**YOUR GOAL:**
Gather every line below where "present" appears.

(Collected data entries)
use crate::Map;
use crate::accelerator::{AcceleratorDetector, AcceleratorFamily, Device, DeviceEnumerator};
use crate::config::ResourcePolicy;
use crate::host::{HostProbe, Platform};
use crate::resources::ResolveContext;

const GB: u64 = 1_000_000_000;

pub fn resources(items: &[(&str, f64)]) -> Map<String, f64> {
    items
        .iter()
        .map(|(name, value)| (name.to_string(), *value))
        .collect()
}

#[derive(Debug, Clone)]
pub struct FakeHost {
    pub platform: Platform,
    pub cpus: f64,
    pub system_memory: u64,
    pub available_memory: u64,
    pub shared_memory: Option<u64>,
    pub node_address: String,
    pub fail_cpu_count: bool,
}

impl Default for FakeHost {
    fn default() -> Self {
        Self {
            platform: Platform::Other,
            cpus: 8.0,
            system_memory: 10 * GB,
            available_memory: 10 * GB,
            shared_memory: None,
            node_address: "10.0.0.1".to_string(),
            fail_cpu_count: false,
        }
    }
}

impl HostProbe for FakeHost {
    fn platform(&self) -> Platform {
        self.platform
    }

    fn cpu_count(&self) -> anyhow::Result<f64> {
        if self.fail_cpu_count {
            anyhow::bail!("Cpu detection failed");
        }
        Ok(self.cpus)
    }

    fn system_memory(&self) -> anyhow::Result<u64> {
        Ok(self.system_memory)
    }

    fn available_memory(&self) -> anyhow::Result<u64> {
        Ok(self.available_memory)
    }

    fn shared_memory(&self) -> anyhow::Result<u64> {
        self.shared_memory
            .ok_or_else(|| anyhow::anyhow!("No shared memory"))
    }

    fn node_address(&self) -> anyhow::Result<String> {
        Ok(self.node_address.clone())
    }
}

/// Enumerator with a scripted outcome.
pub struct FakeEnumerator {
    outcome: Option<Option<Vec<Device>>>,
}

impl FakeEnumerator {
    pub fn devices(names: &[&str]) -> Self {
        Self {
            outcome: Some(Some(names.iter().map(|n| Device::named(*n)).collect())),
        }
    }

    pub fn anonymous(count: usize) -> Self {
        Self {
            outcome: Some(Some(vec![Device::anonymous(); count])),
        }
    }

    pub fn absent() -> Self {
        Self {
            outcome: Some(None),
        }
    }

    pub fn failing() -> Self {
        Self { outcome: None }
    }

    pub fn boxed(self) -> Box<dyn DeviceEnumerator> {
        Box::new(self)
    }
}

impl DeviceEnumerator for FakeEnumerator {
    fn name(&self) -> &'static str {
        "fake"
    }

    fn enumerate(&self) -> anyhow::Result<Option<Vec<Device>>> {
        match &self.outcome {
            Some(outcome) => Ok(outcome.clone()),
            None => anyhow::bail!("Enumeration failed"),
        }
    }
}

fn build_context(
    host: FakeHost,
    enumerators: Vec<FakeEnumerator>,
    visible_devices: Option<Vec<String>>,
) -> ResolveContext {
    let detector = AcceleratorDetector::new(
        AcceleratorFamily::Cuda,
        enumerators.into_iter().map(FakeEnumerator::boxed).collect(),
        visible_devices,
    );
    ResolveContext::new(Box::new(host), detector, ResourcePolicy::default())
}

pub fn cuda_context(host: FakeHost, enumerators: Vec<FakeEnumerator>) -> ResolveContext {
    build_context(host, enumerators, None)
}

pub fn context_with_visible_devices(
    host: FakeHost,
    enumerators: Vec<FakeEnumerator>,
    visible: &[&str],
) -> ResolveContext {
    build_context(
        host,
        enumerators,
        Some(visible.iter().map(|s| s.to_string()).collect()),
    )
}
--
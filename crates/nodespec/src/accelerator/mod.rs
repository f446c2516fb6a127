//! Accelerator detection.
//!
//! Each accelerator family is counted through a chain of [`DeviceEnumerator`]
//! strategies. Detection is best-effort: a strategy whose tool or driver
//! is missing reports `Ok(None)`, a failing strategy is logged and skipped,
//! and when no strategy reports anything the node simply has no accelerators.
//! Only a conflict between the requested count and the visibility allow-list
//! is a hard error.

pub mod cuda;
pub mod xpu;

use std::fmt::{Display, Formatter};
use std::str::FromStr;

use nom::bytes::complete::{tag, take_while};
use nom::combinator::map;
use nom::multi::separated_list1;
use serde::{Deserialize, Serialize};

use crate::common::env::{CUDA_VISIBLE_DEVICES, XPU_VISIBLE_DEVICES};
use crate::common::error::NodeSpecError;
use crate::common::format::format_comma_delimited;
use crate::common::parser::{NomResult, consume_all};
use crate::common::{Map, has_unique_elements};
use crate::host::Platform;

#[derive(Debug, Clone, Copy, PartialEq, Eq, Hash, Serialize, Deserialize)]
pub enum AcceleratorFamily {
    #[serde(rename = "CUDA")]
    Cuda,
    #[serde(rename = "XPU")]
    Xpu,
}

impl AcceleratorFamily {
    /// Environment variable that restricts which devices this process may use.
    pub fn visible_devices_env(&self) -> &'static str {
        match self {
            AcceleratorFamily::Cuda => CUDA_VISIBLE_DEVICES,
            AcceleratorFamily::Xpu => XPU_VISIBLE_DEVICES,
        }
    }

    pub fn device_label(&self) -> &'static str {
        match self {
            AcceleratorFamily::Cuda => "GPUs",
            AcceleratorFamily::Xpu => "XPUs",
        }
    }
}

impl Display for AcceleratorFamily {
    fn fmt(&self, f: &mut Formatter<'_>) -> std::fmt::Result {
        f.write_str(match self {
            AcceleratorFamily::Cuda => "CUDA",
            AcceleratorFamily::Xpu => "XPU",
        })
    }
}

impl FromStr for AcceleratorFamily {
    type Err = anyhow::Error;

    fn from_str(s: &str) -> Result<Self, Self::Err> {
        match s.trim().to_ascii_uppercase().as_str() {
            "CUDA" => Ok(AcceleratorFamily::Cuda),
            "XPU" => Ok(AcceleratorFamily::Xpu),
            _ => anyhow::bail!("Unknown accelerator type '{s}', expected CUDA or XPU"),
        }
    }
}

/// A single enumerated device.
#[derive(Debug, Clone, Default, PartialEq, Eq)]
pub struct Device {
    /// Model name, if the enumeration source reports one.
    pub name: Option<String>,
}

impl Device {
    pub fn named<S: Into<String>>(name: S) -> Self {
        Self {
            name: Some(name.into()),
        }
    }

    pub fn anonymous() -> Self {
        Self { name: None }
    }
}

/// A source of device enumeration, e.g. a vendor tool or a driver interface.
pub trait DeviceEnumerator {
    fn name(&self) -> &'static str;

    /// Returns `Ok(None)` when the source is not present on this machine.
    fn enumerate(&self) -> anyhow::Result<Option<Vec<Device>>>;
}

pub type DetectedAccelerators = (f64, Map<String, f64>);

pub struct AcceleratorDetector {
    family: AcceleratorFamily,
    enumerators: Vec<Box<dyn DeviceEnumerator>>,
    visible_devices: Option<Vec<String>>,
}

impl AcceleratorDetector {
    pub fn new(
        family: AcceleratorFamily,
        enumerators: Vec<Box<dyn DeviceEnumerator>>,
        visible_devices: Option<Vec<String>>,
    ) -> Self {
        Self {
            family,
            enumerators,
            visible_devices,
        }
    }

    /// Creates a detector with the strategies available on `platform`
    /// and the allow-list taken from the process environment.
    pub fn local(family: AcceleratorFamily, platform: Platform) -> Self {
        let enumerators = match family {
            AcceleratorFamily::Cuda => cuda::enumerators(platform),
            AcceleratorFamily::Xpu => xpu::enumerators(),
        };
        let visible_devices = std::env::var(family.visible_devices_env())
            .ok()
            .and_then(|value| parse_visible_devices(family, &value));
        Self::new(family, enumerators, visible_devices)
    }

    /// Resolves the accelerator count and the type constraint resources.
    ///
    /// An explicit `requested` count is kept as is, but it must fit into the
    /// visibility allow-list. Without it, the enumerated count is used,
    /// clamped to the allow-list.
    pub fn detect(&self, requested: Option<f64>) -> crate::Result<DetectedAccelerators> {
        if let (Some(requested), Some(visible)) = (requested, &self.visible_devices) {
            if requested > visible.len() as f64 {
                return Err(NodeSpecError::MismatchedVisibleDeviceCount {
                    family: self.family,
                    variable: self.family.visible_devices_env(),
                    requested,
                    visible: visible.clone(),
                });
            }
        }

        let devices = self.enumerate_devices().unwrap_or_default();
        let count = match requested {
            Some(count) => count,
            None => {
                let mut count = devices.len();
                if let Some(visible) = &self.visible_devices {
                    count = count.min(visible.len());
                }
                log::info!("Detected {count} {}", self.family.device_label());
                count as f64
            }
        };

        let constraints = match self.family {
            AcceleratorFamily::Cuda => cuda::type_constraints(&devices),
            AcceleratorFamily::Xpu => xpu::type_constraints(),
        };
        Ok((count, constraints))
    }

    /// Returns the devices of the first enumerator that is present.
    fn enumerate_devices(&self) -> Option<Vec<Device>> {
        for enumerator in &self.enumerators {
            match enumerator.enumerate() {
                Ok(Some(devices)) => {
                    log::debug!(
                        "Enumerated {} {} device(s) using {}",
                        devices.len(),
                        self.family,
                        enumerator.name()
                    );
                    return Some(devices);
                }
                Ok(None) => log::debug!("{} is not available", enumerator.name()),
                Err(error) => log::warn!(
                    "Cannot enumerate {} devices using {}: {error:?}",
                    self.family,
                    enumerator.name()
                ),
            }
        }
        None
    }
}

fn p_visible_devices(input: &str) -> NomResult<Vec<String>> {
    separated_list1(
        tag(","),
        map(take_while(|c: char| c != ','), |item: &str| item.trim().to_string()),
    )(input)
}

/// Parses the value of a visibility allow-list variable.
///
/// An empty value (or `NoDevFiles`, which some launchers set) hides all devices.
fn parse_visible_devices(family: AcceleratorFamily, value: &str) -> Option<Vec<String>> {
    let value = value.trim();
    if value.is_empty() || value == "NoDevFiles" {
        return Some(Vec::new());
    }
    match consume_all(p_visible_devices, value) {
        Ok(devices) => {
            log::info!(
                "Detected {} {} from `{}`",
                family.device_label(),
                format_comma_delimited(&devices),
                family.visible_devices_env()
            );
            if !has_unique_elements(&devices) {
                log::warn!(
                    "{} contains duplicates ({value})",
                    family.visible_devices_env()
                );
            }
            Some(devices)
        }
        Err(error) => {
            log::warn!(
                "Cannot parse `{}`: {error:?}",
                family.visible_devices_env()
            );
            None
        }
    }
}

**ANSWER BOX:**
    /// Returns `Ok(None)` when the source is not present on this machine.
    /// Returns the devices of the first enumerator that is present.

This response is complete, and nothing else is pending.